Italo Calvino, Se una notte d’inverno un viaggiatore


immagine da qui



Dal diario di Sila Flannery

Su una sedia a sdraio, sul terrazzo d’uno chalet in fondo valle, c’è una giovane donna che legge. Tutti i giorni prima di mettermi al lavoro resto un po’ di tempo a guardarla col cannocchiale.

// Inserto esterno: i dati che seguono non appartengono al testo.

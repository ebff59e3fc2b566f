//! Convenience operations on top of [`Connection`]
//!
//! Every helper asks the connection's [`SqlBuilder`] for SQL, then runs it
//! through [`Connection::exec`], so the reconnect policy and debug mode apply.
//!
//! [`SqlBuilder`]: super::SqlBuilder

use crate::database::core::{
    Connection, Cursor, DbError, DriverError, FetchMode, ParamMap, Row, Value,
};

use super::builder::{Aggregate, Query, Record, Statement};

/// Result of [`Connection::get`]
#[derive(Debug, Clone, PartialEq)]
pub enum Fetched {
    /// Single-column projection unwrapped to its scalar
    Value(Value),
    Row(Row),
}

impl Fetched {
    pub fn into_value(self) -> Option<Value> {
        match self {
            Fetched::Value(value) => Some(value),
            Fetched::Row(_) => None,
        }
    }

    pub fn into_row(self) -> Option<Row> {
        match self {
            Fetched::Row(row) => Some(row),
            Fetched::Value(_) => None,
        }
    }
}

/// Forward-only sequence of rows, fetched one at a time
pub struct RowStream {
    sql: String,
    cursor: Option<Box<dyn Cursor>>,
}

impl RowStream {
    /// Column names of the underlying result, empty when there is none
    pub fn columns(&self) -> &[String] {
        match &self.cursor {
            Some(cursor) => cursor.columns(),
            None => &[],
        }
    }
}

impl Iterator for RowStream {
    type Item = Result<Row, DbError>;

    fn next(&mut self) -> Option<Self::Item> {
        let cursor = self.cursor.as_mut()?;
        match cursor.fetch() {
            Ok(Some(row)) => Some(Ok(row)),
            Ok(None) => {
                self.cursor = None;
                None
            }
            Err(source) => {
                self.cursor = None;
                Some(Err(DbError::Statement {
                    sql: self.sql.clone(),
                    source,
                }))
            }
        }
    }
}

/// Whether an existence probe returned the "row found" marker
///
/// Only the exact text `1` counts; other truthy values do not.
fn is_found_marker(value: &Value) -> bool {
    value.to_text().as_deref() == Some("1")
}

fn affected(cursor: Option<Box<dyn Cursor>>) -> usize {
    cursor.map_or(0, |c| c.rows_affected())
}

fn statement_error(sql: &str) -> impl FnOnce(DriverError) -> DbError + '_ {
    move |source| DbError::Statement {
        sql: sql.to_string(),
        source,
    }
}

impl Connection {
    fn run(&mut self, stmt: &Statement) -> Result<Option<Box<dyn Cursor>>, DbError> {
        self.exec(&stmt.sql, &stmt.params, None)
    }

    pub fn select(&mut self, query: &Query) -> Result<Vec<Row>, DbError> {
        let stmt = self.builder().select(query);
        match self.run(&stmt)? {
            Some(mut cursor) => cursor.fetch_all().map_err(statement_error(&stmt.sql)),
            None => Ok(Vec::new()),
        }
    }

    /// Like [`select`](Self::select) without materializing the result
    pub fn select_lazy(&mut self, query: &Query) -> Result<RowStream, DbError> {
        let stmt = self.builder().select(query);
        let cursor = self.run(&stmt)?;
        Ok(RowStream {
            sql: stmt.sql,
            cursor,
        })
    }

    /// Fetch at most one row
    ///
    /// A single projected column is unwrapped to its value.
    pub fn get(&mut self, query: &Query) -> Result<Option<Fetched>, DbError> {
        let stmt = self.builder().select(&query.clone().limit(1));
        let fetch = query.single_column().map(|_| FetchMode::Column(0));
        let cursor = self.exec(&stmt.sql, &stmt.params, fetch)?;

        let row = match cursor {
            Some(mut cursor) => cursor.fetch().map_err(statement_error(&stmt.sql))?,
            None => None,
        };
        Ok(row.map(|row| match fetch {
            Some(_) => Fetched::Value(row.into_values().into_iter().next().unwrap_or(Value::Null)),
            None => Fetched::Row(row),
        }))
    }

    /// Insert each record, returning the total number of affected rows
    pub fn insert(&mut self, table: &str, records: &[Record]) -> Result<usize, DbError> {
        let mut total = 0;
        for record in records {
            let stmt = self.builder().insert(table, record);
            total += affected(self.run(&stmt)?);
        }
        Ok(total)
    }

    pub fn update(
        &mut self,
        table: &str,
        record: &Record,
        conditions: &[(String, Value)],
    ) -> Result<usize, DbError> {
        let stmt = self.builder().update(table, record, conditions);
        Ok(affected(self.run(&stmt)?))
    }

    pub fn delete(&mut self, table: &str, conditions: &[(String, Value)]) -> Result<usize, DbError> {
        let stmt = self.builder().delete(table, conditions);
        Ok(affected(self.run(&stmt)?))
    }

    /// Replace substrings in a column; `None` when there was nothing to replace
    pub fn replace(
        &mut self,
        table: &str,
        column: &str,
        replacements: &[(String, String)],
        conditions: &[(String, Value)],
    ) -> Result<Option<usize>, DbError> {
        match self.builder().replace(table, column, replacements, conditions) {
            Some(stmt) => Ok(Some(affected(self.run(&stmt)?))),
            None => Ok(None),
        }
    }

    pub fn has(&mut self, query: &Query) -> Result<bool, DbError> {
        let stmt = self.builder().has(query);
        let value = match self.run(&stmt)? {
            Some(mut cursor) => cursor.fetch_column().map_err(statement_error(&stmt.sql))?,
            None => None,
        };
        Ok(value.as_ref().is_some_and(is_found_marker))
    }

    /// Run an aggregate over `column`
    ///
    /// Numeric results are truncated to an integer. `None` means no result row
    /// was produced (including debug mode); a failing statement is an error.
    pub fn aggregate(
        &mut self,
        kind: Aggregate,
        column: &str,
        query: &Query,
    ) -> Result<Option<Value>, DbError> {
        let stmt = self.builder().aggregate(kind, column, query);
        let value = match self.run(&stmt)? {
            Some(mut cursor) => cursor.fetch_column().map_err(statement_error(&stmt.sql))?,
            None => None,
        };
        Ok(value.map(|v| match v.to_integer() {
            Some(i) => Value::Integer(i),
            None => v,
        }))
    }

    pub fn count(&mut self, query: &Query) -> Result<Option<Value>, DbError> {
        self.aggregate(Aggregate::Count, "*", query)
    }

    pub fn sum(&mut self, column: &str, query: &Query) -> Result<Option<Value>, DbError> {
        self.aggregate(Aggregate::Sum, column, query)
    }

    pub fn avg(&mut self, column: &str, query: &Query) -> Result<Option<Value>, DbError> {
        self.aggregate(Aggregate::Avg, column, query)
    }

    pub fn min(&mut self, column: &str, query: &Query) -> Result<Option<Value>, DbError> {
        self.aggregate(Aggregate::Min, column, query)
    }

    pub fn max(&mut self, column: &str, query: &Query) -> Result<Option<Value>, DbError> {
        self.aggregate(Aggregate::Max, column, query)
    }

    /// Remove every row from a table
    pub fn truncate(&mut self, table: &str) -> Result<(), DbError> {
        let sql = self.builder().truncate(table);
        self.exec(&sql, &ParamMap::new(), None)?;
        Ok(())
    }

    /// Column names of a table
    pub fn headers(&mut self, table: &str) -> Result<Vec<String>, DbError> {
        let stmt = self.builder().select(&Query::table(table));
        Ok(self
            .run(&stmt)?
            .map(|cursor| cursor.columns().to_vec())
            .unwrap_or_default())
    }
}

#[cfg(test)]
mod tests {
    use super::*;
    use crate::database::core::testing::ScriptedDriver;
    use crate::database::core::{ConnectionConfig, Engine};
    use crate::database::query::Order;

    fn people() -> Connection {
        let mut conn = Connection::open_in_memory().unwrap();
        conn.exec(
            "CREATE TABLE people (id INTEGER PRIMARY KEY, name TEXT, age INTEGER, score REAL)",
            &ParamMap::new(),
            None,
        )
        .unwrap();
        let records: Vec<Record> = vec![
            vec![("name".into(), "ann".into()), ("age".into(), 31.into()), ("score".into(), 2.5.into())],
            vec![("name".into(), "bob".into()), ("age".into(), 40.into()), ("score".into(), 4.0.into())],
            vec![("name".into(), "cid".into()), ("age".into(), 40.into()), ("score".into(), 1.25.into())],
        ];
        assert_eq!(conn.insert("people", &records).unwrap(), 3);
        conn
    }

    #[test]
    fn test_select_and_get() {
        let mut conn = people();

        let rows = conn
            .select(&Query::table("people").filter("age", 40).order_by("id", Order::Asc))
            .unwrap();
        assert_eq!(rows.len(), 2);
        assert_eq!(rows[0].get("name"), Some(&Value::Text("bob".into())));

        let name = conn
            .get(&Query::table("people").columns(["name"]).filter("id", 1))
            .unwrap();
        assert_eq!(name, Some(Fetched::Value(Value::Text("ann".into()))));

        let row = conn
            .get(&Query::table("people").filter("age", 40))
            .unwrap()
            .and_then(Fetched::into_row)
            .unwrap();
        assert_eq!(row.columns().len(), 4);

        assert_eq!(conn.get(&Query::table("people").filter("id", 99)).unwrap(), None);
    }

    #[test]
    fn test_select_lazy_streams_rows() {
        let mut conn = people();
        let mut stream = conn.select_lazy(&Query::table("people").columns(["id"])).unwrap();
        assert_eq!(stream.columns(), &["id".to_string()]);

        let first = stream.next().unwrap().unwrap();
        assert_eq!(first.get("id"), Some(&Value::Integer(1)));
        assert_eq!(stream.by_ref().count(), 2);
        assert!(stream.next().is_none());
    }

    #[test]
    fn test_select_lazy_yields_rows_before_a_failing_row() {
        let mut conn = Connection::open_in_memory().unwrap();
        let none = ParamMap::new();
        conn.exec("CREATE TABLE n (x INTEGER)", &none, None).unwrap();
        let records: Vec<Record> = [1, 2, i64::MIN]
            .into_iter()
            .map(|x| vec![("x".to_string(), Value::Integer(x))])
            .collect();
        conn.insert("n", &records).unwrap();
        conn.exec("CREATE VIEW v AS SELECT abs(x) AS a FROM n", &none, None)
            .unwrap();

        // abs(i64::MIN) overflows only when the third row is stepped
        let mut stream = conn.select_lazy(&Query::table("v")).unwrap();
        let first = stream.next().unwrap().unwrap();
        assert_eq!(first.get("a"), Some(&Value::Integer(1)));
        let second = stream.next().unwrap().unwrap();
        assert_eq!(second.get("a"), Some(&Value::Integer(2)));
        assert!(matches!(stream.next(), Some(Err(DbError::Statement { .. }))));
        assert!(stream.next().is_none());
    }

    #[test]
    fn test_select_lazy_in_debug_mode_is_empty() {
        let mut conn = people();
        conn.debug();
        let mut stream = conn.select_lazy(&Query::table("people")).unwrap();
        assert!(stream.next().is_none());
        assert_eq!(conn.last_debug_sql(), Some("SELECT * FROM \"people\""));
    }

    #[test]
    fn test_write_helpers() {
        let mut conn = people();

        let changed = conn
            .update(
                "people",
                &vec![("age".into(), 41.into())],
                &[("name".into(), "bob".into())],
            )
            .unwrap();
        assert_eq!(changed, 1);

        let replaced = conn
            .replace("people", "name", &[("n".into(), "N".into())], &[])
            .unwrap();
        assert_eq!(replaced, Some(3));
        assert_eq!(conn.replace("people", "name", &[], &[]).unwrap(), None);
        assert!(conn.has(&Query::table("people").filter("name", "aNN")).unwrap());

        assert_eq!(conn.delete("people", &[("age".into(), 41.into())]).unwrap(), 1);
        conn.truncate("people").unwrap();
        assert_eq!(conn.count(&Query::table("people")).unwrap(), Some(Value::Integer(0)));
        assert_eq!(conn.headers("people").unwrap(), vec!["id", "name", "age", "score"]);
    }

    #[test]
    fn test_has() {
        let mut conn = people();
        assert!(conn.has(&Query::table("people").filter("name", "ann")).unwrap());
        assert!(!conn.has(&Query::table("people").filter("name", "zed")).unwrap());
    }

    #[test]
    fn test_found_marker_is_exact() {
        assert!(is_found_marker(&Value::Text("1".into())));
        assert!(is_found_marker(&Value::Integer(1)));

        assert!(!is_found_marker(&Value::Bool(true)));
        assert!(!is_found_marker(&Value::Real(1.0)));
        assert!(!is_found_marker(&Value::Text("01".into())));
        assert!(!is_found_marker(&Value::Text("true".into())));
        assert!(!is_found_marker(&Value::Integer(2)));
        assert!(!is_found_marker(&Value::Null));
    }

    #[test]
    fn test_has_with_non_boolean_driver_marker() {
        let driver = ScriptedDriver::new();
        let config = ConnectionConfig::server(Engine::Mssql, "db", "app");
        let mut conn = Connection::open_with_driver(&config, Box::new(driver.clone())).unwrap();

        driver.push_rows(vec!["found"], vec![vec![Value::Text("true".into())]]);
        assert!(!conn.has(&Query::table("t")).unwrap());

        driver.push_rows(vec!["found"], vec![vec![Value::Text("1".into())]]);
        assert!(conn.has(&Query::table("t")).unwrap());
    }

    #[test]
    fn test_aggregates() {
        let mut conn = people();
        let all = Query::table("people");

        assert_eq!(conn.count(&all).unwrap(), Some(Value::Integer(3)));
        assert_eq!(conn.sum("age", &all).unwrap(), Some(Value::Integer(111)));
        // 7.75 / 3 truncated
        assert_eq!(conn.avg("score", &all).unwrap(), Some(Value::Integer(2)));
        assert_eq!(conn.min("age", &all).unwrap(), Some(Value::Integer(31)));
        assert_eq!(conn.max("name", &all).unwrap(), Some(Value::Text("cid".into())));
    }

    #[test]
    fn test_count_distinguishes_zero_from_failure() {
        let mut conn = people();

        let zero = conn.count(&Query::table("people").filter("age", 99)).unwrap();
        assert_eq!(zero, Some(Value::Integer(0)));

        let failed = conn.count(&Query::table("missing_table"));
        assert!(matches!(failed, Err(DbError::Statement { .. })));

        conn.debug();
        assert_eq!(conn.count(&Query::table("people")).unwrap(), None);
    }

    #[test]
    fn test_count_without_result_row_is_sentinel() {
        let driver = ScriptedDriver::new();
        let config = ConnectionConfig::server(Engine::Pgsql, "db", "app");
        let mut conn = Connection::open_with_driver(&config, Box::new(driver.clone())).unwrap();

        driver.push_rows(vec!["count"], vec![]);
        assert_eq!(conn.count(&Query::table("t")).unwrap(), None);
    }
}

In quest’aria trasparente e sottile mi pare di cogliere nella sua figura immobile i segni di quel movimento invisibile che è la lettura, lo scorrere dello sguardo e del respiro, ma più ancora il percorso delle parole attraverso la persona, il loro fluire o arrestarsi, gli slanci, gli indugi, le pause, l’attenzione che si concentra o si disperde, i ritorni indietro, quel percorso che sembra uniforme e invece è sempre mutevole e accidentato. (…)
Tutti i giorni prima di mettermi al lavoro guardo la donna sulla sdraio: mi dico che il risultato dello sforzo innaturale cui mi sottopongo scrivendo dev’essere il respiro di questa lettrice, l’operazione del leggere diventata un processo naturale, la corrente che porta le frasi a sfiorare il filtro della sua attenzione, a fermarsi per un attimo prima d’essere assorbite dai circuiti della sua mente e sparire trasformandosi nei suoi fantasmi interiori, in ciò che in lei è più personale e incomunicabile.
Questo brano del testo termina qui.